Top of RECORDED DATA

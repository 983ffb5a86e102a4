use std::{fmt, str::FromStr};

use crate::{Tag, Value, ValueType};

/// The text shown in place of the new ID for [`Source::Original`] rows.
pub const BASE_NEW_ID: &str = "(base)";

/// Which section of the file an object belongs to.
#[cfg_attr(feature = "serde", derive(serde::Serialize))]
#[derive(Clone, Copy, Debug, PartialEq, Eq, Hash, PartialOrd, Ord)]
pub enum Source {
    /// Modifications to an object shipped with the game.
    Original,
    /// A new object derived from an existing one.
    Custom,
}

impl Source {
    /// All sources in the order their sections appear in files.
    pub const ALL: [Source; 2] = [Source::Original, Source::Custom];

    /// Gets the textual name of the source.
    pub const fn name(self) -> &'static str {
        match self {
            Self::Original => "Original",
            Self::Custom => "Custom",
        }
    }
}

impl fmt::Display for Source {
    fn fmt(&self, f: &mut fmt::Formatter<'_>) -> fmt::Result {
        f.write_str(self.name())
    }
}

/// Error for text that does not name a [`Source`].
#[derive(Clone, Debug, thiserror::Error, PartialEq, Eq)]
#[error("unknown object source '{0}'")]
pub struct UnknownSource(pub String);

impl FromStr for Source {
    type Err = UnknownSource;

    fn from_str(s: &str) -> Result<Self, Self::Err> {
        Self::ALL
            .into_iter()
            .find(|src| src.name().eq_ignore_ascii_case(s.trim()))
            .ok_or_else(|| UnknownSource(s.to_owned()))
    }
}

/// Identity of an object within its section.
#[cfg_attr(feature = "serde", derive(serde::Serialize))]
#[derive(Clone, Debug, PartialEq, Eq, Hash, PartialOrd, Ord)]
pub struct ObjectKey {
    /// The ID of the object this one is based on.
    pub original_id: Tag,
    /// The ID of the object itself.
    pub new_id: Tag,
}

impl ObjectKey {
    /// Creates a new key from its two IDs.
    pub fn new(original_id: impl Into<Tag>, new_id: impl Into<Tag>) -> Self {
        Self {
            original_id: original_id.into(),
            new_id: new_id.into(),
        }
    }

    /// Creates the key for an unmodified base object, whose new ID
    /// equals the original one.
    pub fn base(original_id: impl Into<Tag>) -> Self {
        let original_id = original_id.into();
        Self {
            new_id: original_id.clone(),
            original_id,
        }
    }
}

impl fmt::Display for ObjectKey {
    fn fmt(&self, f: &mut fmt::Formatter<'_>) -> fmt::Result {
        write!(f, "{}:{}", self.original_id, self.new_id)
    }
}

/// A single field modification of an object.
#[cfg_attr(feature = "serde", derive(serde::Serialize))]
#[derive(Clone, Debug, PartialEq)]
pub struct ObjectRecord {
    /// The section the object belongs to.
    pub source: Source,
    /// The ID of the object this one is based on.
    pub original_id: Tag,
    /// The ID of the object itself.
    ///
    /// For [`Source::Original`] records this is the identity tag and
    /// always written as [`ObjectRecord::original_id`]; see
    /// [`ObjectRecord::display_new_id`] for the presentation form.
    pub new_id: Tag,
    /// The ID of the modified field.
    pub field_id: Tag,
    /// The declared type of [`ObjectRecord::value`].
    pub value_type: ValueType,
    /// The new field value.
    pub value: Value,
    /// The ability level the modification applies to.
    ///
    /// Only encoded by the ability file variant.
    pub level: i32,
    /// The data column the modification applies to.
    ///
    /// Only encoded by the ability file variant.
    pub data_pointer: i32,
}

impl ObjectRecord {
    /// Creates a record with level and data pointer set to `0`.
    ///
    /// The value type is derived from the kind of `value`.
    pub fn new(source: Source, key: ObjectKey, field_id: impl Into<Tag>, value: Value) -> Self {
        let value_type = match &value {
            Value::Int(_) => ValueType::Int,
            Value::Real(_) => ValueType::Real,
            Value::Str(_) => ValueType::String,
        };
        let new_id = match source {
            Source::Original => key.original_id.clone(),
            Source::Custom => key.new_id,
        };

        Self {
            source,
            original_id: key.original_id,
            new_id,
            field_id: field_id.into(),
            value_type,
            value,
            level: 0,
            data_pointer: 0,
        }
    }

    /// Overrides the declared value type.
    pub fn with_type(mut self, value_type: ValueType) -> Self {
        self.value_type = value_type;
        self
    }

    /// Sets the ability level and data pointer.
    pub fn with_level(mut self, level: i32, data_pointer: i32) -> Self {
        self.level = level;
        self.data_pointer = data_pointer;
        self
    }

    /// Gets the key of the object this record modifies.
    ///
    /// Original records are keyed by their original ID alone.
    pub fn key(&self) -> ObjectKey {
        match self.source {
            Source::Original => ObjectKey::base(self.original_id.clone()),
            Source::Custom => ObjectKey::new(self.original_id.clone(), self.new_id.clone()),
        }
    }

    /// Gets the new ID as presented to users.
    pub fn display_new_id(&self) -> &str {
        match self.source {
            Source::Original => BASE_NEW_ID,
            Source::Custom => self.new_id.as_str(),
        }
    }
}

Bottom of RECORDED DATA

PROBLEM DESCRIPTION: Once you have found every line in the listing that holds the string "records", copy each of them.

RESPONSE BELOW:
    /// For [`Source::Original`] records this is the identity tag and
    /// Original records are keyed by their original ID alone.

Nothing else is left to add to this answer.